What is expected
Give the records again in full, exactly as they appear.

Record extracts

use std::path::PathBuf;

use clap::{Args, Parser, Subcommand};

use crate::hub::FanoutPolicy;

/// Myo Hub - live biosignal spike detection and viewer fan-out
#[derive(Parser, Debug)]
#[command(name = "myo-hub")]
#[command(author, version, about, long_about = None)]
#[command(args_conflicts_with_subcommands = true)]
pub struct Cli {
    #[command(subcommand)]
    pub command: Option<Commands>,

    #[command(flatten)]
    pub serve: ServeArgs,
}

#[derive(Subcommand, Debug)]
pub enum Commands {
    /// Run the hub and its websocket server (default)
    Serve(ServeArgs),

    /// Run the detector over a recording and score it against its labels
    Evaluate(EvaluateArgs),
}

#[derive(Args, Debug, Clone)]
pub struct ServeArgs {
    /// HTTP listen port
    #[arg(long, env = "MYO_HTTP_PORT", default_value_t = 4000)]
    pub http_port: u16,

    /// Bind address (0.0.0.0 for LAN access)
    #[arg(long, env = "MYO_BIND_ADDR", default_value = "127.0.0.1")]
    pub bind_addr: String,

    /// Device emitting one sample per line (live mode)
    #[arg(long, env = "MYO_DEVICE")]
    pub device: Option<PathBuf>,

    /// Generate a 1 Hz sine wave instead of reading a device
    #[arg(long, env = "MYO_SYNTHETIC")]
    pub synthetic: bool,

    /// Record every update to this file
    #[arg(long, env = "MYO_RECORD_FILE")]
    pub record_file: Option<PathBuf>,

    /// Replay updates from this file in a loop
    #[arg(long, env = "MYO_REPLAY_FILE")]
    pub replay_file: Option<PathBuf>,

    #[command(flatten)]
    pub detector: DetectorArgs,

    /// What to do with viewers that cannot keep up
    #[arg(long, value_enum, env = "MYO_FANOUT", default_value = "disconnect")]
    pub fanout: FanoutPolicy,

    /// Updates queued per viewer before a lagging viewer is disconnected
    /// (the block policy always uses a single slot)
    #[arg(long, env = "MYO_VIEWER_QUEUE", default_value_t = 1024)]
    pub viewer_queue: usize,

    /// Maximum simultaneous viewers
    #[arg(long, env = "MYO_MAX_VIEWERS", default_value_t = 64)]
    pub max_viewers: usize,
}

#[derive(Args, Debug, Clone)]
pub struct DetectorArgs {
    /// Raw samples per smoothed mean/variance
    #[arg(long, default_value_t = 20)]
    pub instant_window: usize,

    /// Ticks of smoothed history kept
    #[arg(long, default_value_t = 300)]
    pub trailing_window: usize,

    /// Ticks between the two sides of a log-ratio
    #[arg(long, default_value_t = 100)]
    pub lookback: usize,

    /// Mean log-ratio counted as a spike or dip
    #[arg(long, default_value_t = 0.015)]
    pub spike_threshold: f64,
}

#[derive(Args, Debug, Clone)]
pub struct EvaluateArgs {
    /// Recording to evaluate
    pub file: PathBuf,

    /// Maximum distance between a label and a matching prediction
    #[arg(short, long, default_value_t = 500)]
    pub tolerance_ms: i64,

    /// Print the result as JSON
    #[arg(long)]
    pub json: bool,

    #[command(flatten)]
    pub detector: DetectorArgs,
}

Task answer
use std::path::PathBuf;

use clap::{Args, Parser, Subcommand};

use crate::hub::FanoutPolicy;

/// Myo Hub - live biosignal spike detection and viewer fan-out
#[derive(Parser, Debug)]
#[command(name = "myo-hub")]
#[command(author, version, about, long_about = None)]
#[command(args_conflicts_with_subcommands = true)]
pub struct Cli {
    #[command(subcommand)]
    pub command: Option<Commands>,

    #[command(flatten)]
    pub serve: ServeArgs,
}

#[derive(Subcommand, Debug)]
pub enum Commands {
    /// Run the hub and its websocket server (default)
    Serve(ServeArgs),

    /// Run the detector over a recording and score it against its labels
    Evaluate(EvaluateArgs),
}

#[derive(Args, Debug, Clone)]
pub struct ServeArgs {
    /// HTTP listen port
    #[arg(long, env = "MYO_HTTP_PORT", default_value_t = 4000)]
    pub http_port: u16,

    /// Bind address (0.0.0.0 for LAN access)
    #[arg(long, env = "MYO_BIND_ADDR", default_value = "127.0.0.1")]
    pub bind_addr: String,

    /// Device emitting one sample per line (live mode)
    #[arg(long, env = "MYO_DEVICE")]
    pub device: Option<PathBuf>,

    /// Generate a 1 Hz sine wave instead of reading a device
    #[arg(long, env = "MYO_SYNTHETIC")]
    pub synthetic: bool,

    /// Record every update to this file
    #[arg(long, env = "MYO_RECORD_FILE")]
    pub record_file: Option<PathBuf>,

    /// Replay updates from this file in a loop
    #[arg(long, env = "MYO_REPLAY_FILE")]
    pub replay_file: Option<PathBuf>,

    #[command(flatten)]
    pub detector: DetectorArgs,

    /// What to do with viewers that cannot keep up
    #[arg(long, value_enum, env = "MYO_FANOUT", default_value = "disconnect")]
    pub fanout: FanoutPolicy,

    /// Updates queued per viewer before a lagging viewer is disconnected
    /// (the block policy always uses a single slot)
    #[arg(long, env = "MYO_VIEWER_QUEUE", default_value_t = 1024)]
    pub viewer_queue: usize,

    /// Maximum simultaneous viewers
    #[arg(long, env = "MYO_MAX_VIEWERS", default_value_t = 64)]
    pub max_viewers: usize,
}

#[derive(Args, Debug, Clone)]
pub struct DetectorArgs {
    /// Raw samples per smoothed mean/variance
    #[arg(long, default_value_t = 20)]
    pub instant_window: usize,

    /// Ticks of smoothed history kept
    #[arg(long, default_value_t = 300)]
    pub trailing_window: usize,

    /// Ticks between the two sides of a log-ratio
    #[arg(long, default_value_t = 100)]
    pub lookback: usize,

    /// Mean log-ratio counted as a spike or dip
    #[arg(long, default_value_t = 0.015)]
    pub spike_threshold: f64,
}

#[derive(Args, Debug, Clone)]
pub struct EvaluateArgs {
    /// Recording to evaluate
    pub file: PathBuf,

    /// Maximum distance between a label and a matching prediction
    #[arg(short, long, default_value_t = 500)]
    pub tolerance_ms: i64,

    /// Print the result as JSON
    #[arg(long)]
    pub json: bool,

    #[command(flatten)]
    pub detector: DetectorArgs,
}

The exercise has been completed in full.